- Problem to solve: Below are the records; copy each line in them that holds the word "pipeline".

== Segment start ==

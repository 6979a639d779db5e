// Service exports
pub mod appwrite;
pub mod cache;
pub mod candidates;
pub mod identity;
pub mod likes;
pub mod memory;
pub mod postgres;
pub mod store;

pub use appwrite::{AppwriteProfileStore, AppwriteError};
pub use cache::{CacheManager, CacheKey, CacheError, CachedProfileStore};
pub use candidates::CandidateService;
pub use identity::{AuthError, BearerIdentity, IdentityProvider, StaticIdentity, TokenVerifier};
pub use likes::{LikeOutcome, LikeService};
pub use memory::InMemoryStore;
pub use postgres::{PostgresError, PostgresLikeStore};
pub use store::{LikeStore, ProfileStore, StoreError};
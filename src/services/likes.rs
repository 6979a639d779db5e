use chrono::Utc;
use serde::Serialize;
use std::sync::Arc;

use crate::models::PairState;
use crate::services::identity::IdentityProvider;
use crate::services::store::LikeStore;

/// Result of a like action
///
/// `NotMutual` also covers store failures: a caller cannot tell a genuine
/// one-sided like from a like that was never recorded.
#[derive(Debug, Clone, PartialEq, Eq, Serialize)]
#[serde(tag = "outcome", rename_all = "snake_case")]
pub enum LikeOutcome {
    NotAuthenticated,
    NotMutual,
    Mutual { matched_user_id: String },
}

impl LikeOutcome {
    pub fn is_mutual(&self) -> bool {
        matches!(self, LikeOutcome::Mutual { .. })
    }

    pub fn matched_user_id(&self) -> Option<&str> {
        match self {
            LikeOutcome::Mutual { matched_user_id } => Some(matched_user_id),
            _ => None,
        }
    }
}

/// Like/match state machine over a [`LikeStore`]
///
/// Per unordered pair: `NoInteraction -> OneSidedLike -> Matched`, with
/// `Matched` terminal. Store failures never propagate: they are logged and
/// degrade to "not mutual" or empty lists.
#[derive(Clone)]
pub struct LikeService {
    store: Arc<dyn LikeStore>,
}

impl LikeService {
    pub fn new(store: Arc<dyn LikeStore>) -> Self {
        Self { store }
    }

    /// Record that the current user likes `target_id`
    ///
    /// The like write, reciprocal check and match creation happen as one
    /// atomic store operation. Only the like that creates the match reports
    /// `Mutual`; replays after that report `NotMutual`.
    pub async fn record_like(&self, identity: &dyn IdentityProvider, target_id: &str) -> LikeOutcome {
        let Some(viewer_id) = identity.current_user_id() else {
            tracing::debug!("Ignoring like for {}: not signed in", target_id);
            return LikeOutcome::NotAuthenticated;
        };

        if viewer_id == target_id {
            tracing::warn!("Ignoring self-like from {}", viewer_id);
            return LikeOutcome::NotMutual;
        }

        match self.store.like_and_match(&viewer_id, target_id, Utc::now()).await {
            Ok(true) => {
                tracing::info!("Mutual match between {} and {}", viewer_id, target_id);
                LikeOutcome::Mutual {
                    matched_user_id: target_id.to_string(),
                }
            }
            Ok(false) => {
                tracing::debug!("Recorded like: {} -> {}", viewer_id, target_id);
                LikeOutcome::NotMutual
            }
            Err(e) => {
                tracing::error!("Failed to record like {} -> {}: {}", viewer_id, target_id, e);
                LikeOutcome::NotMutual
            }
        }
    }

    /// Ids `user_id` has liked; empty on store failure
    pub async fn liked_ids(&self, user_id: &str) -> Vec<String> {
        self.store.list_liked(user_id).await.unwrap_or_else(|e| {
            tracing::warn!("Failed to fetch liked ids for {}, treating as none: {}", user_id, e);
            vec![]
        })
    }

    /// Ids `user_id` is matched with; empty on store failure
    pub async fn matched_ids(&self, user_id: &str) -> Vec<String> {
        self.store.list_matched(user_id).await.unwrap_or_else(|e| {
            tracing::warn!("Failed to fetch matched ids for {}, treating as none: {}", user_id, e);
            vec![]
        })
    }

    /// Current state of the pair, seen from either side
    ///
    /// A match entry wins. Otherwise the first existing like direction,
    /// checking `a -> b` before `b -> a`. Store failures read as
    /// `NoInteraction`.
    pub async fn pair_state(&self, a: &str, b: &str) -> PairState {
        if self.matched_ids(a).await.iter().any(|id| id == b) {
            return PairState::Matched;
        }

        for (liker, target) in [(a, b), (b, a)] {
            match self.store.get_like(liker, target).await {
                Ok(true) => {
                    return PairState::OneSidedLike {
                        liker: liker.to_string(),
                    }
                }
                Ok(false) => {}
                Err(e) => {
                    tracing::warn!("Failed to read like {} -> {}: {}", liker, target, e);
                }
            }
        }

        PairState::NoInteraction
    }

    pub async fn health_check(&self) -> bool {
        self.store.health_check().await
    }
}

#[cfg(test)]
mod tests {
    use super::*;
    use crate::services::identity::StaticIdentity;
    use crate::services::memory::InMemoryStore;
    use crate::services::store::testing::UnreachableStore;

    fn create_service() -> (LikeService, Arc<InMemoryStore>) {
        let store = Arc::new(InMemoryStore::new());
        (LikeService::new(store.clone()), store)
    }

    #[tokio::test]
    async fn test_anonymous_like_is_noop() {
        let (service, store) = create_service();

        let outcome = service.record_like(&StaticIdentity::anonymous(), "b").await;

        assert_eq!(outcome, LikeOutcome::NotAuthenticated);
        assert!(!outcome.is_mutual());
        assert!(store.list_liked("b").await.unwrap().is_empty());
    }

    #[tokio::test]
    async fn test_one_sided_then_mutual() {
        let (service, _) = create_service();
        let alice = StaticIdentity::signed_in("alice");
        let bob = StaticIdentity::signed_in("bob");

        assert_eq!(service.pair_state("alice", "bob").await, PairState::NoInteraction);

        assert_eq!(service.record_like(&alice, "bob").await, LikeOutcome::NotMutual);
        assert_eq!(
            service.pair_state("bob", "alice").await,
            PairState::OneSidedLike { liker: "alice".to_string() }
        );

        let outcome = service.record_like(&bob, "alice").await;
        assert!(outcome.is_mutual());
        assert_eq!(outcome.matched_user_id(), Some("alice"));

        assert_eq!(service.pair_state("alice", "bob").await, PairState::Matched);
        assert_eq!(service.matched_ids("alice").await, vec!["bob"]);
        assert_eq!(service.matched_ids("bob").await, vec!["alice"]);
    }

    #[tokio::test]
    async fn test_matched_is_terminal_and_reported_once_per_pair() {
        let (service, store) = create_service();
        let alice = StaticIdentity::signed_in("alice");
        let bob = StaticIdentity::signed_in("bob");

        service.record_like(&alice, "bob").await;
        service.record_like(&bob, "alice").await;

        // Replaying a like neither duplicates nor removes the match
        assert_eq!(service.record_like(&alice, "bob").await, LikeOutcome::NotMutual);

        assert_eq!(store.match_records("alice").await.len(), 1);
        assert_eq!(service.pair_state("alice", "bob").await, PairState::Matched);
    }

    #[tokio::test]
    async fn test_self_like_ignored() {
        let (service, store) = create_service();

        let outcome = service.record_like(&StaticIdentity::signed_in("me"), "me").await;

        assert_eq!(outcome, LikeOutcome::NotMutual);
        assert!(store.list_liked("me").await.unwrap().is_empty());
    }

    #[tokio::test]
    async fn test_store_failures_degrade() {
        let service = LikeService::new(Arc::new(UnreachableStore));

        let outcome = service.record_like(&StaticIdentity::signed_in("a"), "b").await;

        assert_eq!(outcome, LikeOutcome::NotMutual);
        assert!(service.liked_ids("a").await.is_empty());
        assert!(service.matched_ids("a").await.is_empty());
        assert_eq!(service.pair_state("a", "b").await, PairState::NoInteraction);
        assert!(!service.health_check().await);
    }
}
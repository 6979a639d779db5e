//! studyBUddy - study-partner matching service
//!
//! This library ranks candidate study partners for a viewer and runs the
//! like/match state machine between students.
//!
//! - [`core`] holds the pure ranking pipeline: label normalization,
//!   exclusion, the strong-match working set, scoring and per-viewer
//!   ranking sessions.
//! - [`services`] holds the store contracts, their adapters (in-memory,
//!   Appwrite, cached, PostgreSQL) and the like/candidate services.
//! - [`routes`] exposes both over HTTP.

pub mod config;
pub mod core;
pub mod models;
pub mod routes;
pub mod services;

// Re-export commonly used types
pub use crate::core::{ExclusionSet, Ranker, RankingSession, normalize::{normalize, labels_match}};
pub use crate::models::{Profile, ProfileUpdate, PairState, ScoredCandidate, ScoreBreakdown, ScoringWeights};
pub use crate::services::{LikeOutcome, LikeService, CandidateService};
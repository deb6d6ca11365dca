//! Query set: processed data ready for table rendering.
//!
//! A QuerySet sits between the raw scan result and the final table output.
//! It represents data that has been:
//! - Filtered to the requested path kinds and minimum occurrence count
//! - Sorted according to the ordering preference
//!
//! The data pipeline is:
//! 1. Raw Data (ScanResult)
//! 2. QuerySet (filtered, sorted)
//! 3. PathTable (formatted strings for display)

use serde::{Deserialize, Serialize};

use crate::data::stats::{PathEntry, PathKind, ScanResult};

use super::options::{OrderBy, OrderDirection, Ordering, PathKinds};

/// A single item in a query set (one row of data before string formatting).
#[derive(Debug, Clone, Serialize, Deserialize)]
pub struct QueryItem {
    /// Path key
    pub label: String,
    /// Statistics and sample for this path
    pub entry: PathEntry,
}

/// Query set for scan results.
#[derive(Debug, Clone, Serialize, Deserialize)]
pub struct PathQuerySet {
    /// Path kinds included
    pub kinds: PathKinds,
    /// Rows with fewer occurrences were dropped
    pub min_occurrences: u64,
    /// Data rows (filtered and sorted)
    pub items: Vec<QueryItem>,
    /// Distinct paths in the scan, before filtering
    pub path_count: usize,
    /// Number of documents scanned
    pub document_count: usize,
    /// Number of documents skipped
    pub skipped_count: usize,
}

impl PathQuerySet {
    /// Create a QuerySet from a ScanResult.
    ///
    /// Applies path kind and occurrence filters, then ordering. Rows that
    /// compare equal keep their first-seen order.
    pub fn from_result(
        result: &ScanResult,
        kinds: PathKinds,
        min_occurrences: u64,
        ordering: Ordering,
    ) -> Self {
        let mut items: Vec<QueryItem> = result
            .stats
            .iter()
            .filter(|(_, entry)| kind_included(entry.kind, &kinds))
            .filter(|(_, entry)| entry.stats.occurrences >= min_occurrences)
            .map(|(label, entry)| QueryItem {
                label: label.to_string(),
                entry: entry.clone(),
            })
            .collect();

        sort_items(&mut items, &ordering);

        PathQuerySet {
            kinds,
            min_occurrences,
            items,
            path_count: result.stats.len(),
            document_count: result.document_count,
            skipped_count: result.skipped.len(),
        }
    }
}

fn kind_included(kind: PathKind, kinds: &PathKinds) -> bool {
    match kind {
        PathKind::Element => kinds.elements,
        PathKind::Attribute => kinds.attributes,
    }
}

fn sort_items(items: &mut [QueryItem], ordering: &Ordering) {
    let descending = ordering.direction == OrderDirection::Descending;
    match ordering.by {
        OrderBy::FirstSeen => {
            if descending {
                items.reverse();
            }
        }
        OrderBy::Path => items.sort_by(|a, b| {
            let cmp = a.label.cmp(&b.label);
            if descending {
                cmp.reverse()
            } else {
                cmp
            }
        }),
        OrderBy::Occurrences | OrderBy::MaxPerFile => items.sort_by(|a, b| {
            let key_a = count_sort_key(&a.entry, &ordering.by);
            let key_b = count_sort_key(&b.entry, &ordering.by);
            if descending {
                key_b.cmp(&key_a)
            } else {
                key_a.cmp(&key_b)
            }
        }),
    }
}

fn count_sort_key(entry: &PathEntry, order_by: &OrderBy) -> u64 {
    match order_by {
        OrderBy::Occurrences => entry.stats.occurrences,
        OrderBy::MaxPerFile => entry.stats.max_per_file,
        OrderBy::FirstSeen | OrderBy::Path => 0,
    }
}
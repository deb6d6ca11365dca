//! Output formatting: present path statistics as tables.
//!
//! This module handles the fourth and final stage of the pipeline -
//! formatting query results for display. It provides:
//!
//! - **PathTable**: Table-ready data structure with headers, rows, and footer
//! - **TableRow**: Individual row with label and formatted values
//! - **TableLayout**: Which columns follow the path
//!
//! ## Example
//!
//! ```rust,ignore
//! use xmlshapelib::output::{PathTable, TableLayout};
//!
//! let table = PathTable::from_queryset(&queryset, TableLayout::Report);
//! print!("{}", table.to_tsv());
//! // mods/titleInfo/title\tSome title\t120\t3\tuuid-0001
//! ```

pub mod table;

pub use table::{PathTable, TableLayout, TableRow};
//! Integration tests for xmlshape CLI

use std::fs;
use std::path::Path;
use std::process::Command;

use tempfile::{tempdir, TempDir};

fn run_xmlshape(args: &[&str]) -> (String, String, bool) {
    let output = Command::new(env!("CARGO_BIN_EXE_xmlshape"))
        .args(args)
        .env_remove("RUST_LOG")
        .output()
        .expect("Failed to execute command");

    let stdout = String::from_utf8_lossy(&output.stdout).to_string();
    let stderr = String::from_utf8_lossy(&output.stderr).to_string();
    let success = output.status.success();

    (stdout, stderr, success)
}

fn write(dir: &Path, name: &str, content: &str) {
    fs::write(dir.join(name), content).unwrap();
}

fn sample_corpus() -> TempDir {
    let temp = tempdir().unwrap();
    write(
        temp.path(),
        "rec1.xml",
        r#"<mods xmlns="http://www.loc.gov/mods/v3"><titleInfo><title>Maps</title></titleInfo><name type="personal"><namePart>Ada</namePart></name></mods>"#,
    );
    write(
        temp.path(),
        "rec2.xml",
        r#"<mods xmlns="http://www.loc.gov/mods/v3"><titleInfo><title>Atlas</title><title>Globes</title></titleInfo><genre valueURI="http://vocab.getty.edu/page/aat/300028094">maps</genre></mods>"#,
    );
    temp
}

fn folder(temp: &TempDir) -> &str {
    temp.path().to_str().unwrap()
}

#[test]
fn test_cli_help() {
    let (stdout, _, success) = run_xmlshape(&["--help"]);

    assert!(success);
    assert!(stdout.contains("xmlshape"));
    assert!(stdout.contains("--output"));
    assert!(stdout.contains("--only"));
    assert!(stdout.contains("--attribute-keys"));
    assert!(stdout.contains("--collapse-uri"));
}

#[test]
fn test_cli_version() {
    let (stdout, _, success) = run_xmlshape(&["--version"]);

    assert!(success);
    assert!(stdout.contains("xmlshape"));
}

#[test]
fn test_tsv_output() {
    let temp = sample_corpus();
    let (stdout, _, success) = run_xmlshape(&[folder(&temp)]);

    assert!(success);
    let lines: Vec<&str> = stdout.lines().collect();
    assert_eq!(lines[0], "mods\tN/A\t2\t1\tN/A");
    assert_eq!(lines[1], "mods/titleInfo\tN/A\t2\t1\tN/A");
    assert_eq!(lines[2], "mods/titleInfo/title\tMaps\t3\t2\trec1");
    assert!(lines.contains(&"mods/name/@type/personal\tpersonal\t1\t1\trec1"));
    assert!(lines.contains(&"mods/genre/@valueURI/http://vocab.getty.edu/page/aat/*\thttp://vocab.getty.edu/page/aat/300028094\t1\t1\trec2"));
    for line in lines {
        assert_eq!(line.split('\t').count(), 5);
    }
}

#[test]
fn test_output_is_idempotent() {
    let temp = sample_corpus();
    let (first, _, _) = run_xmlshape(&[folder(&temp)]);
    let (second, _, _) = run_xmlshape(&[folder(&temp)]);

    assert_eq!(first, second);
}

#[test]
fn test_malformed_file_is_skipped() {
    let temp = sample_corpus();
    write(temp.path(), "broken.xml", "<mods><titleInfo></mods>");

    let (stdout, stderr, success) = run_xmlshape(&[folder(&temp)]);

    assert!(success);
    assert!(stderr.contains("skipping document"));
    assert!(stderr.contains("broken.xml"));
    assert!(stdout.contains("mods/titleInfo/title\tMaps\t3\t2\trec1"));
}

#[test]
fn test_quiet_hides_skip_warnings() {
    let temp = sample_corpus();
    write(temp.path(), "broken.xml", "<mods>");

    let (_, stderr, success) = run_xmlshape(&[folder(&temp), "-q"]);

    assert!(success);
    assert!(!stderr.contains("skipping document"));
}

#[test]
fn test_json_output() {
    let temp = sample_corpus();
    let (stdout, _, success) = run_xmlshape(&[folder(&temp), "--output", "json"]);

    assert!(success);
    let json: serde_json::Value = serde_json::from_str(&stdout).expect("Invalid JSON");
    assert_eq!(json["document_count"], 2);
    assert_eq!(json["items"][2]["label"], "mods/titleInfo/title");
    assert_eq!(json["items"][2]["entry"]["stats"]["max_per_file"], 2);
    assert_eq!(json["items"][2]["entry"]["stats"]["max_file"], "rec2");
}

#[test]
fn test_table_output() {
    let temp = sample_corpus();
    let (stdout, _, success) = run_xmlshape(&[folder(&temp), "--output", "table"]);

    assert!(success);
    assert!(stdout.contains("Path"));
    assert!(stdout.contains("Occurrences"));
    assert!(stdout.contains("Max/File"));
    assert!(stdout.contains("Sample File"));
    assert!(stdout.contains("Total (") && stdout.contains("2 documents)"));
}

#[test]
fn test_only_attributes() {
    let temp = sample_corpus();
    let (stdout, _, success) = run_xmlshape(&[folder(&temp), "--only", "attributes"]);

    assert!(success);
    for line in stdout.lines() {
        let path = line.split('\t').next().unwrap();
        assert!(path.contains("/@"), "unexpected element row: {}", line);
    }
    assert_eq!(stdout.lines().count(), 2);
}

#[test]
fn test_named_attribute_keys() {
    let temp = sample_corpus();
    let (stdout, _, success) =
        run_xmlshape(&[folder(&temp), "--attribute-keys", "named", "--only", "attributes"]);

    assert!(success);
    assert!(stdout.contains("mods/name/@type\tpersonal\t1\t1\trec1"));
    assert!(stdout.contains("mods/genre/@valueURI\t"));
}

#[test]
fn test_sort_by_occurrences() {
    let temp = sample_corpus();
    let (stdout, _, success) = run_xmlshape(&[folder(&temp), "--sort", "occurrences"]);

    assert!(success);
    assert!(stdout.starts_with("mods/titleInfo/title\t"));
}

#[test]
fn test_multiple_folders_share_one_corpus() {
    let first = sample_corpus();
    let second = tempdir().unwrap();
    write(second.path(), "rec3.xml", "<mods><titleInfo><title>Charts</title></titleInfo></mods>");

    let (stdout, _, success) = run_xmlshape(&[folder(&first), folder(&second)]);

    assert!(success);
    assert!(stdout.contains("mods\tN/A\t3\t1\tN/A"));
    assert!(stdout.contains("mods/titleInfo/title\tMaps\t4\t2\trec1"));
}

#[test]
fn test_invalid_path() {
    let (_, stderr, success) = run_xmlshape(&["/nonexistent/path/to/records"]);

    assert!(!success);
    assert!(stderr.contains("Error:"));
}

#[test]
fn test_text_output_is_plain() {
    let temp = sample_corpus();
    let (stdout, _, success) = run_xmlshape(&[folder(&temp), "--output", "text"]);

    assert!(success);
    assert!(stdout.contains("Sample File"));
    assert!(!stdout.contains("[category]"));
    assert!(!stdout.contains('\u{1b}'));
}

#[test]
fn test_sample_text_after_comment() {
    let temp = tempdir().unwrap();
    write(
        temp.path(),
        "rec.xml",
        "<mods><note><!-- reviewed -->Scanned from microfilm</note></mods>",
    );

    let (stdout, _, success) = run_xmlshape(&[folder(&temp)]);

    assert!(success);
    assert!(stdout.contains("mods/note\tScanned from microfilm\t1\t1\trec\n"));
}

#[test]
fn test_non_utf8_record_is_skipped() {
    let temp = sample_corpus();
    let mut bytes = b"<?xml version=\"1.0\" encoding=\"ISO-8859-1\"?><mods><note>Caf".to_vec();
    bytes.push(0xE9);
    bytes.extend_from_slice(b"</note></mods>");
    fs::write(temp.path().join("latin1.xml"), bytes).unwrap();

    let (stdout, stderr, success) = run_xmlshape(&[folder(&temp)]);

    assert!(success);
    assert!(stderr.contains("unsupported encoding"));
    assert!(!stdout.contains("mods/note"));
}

== Segment end ==

- Answer space:
//! - [`core`] holds the pure ranking pipeline: label normalization,
//! The data pipeline is:
//! This module handles the fourth and final stage of the pipeline -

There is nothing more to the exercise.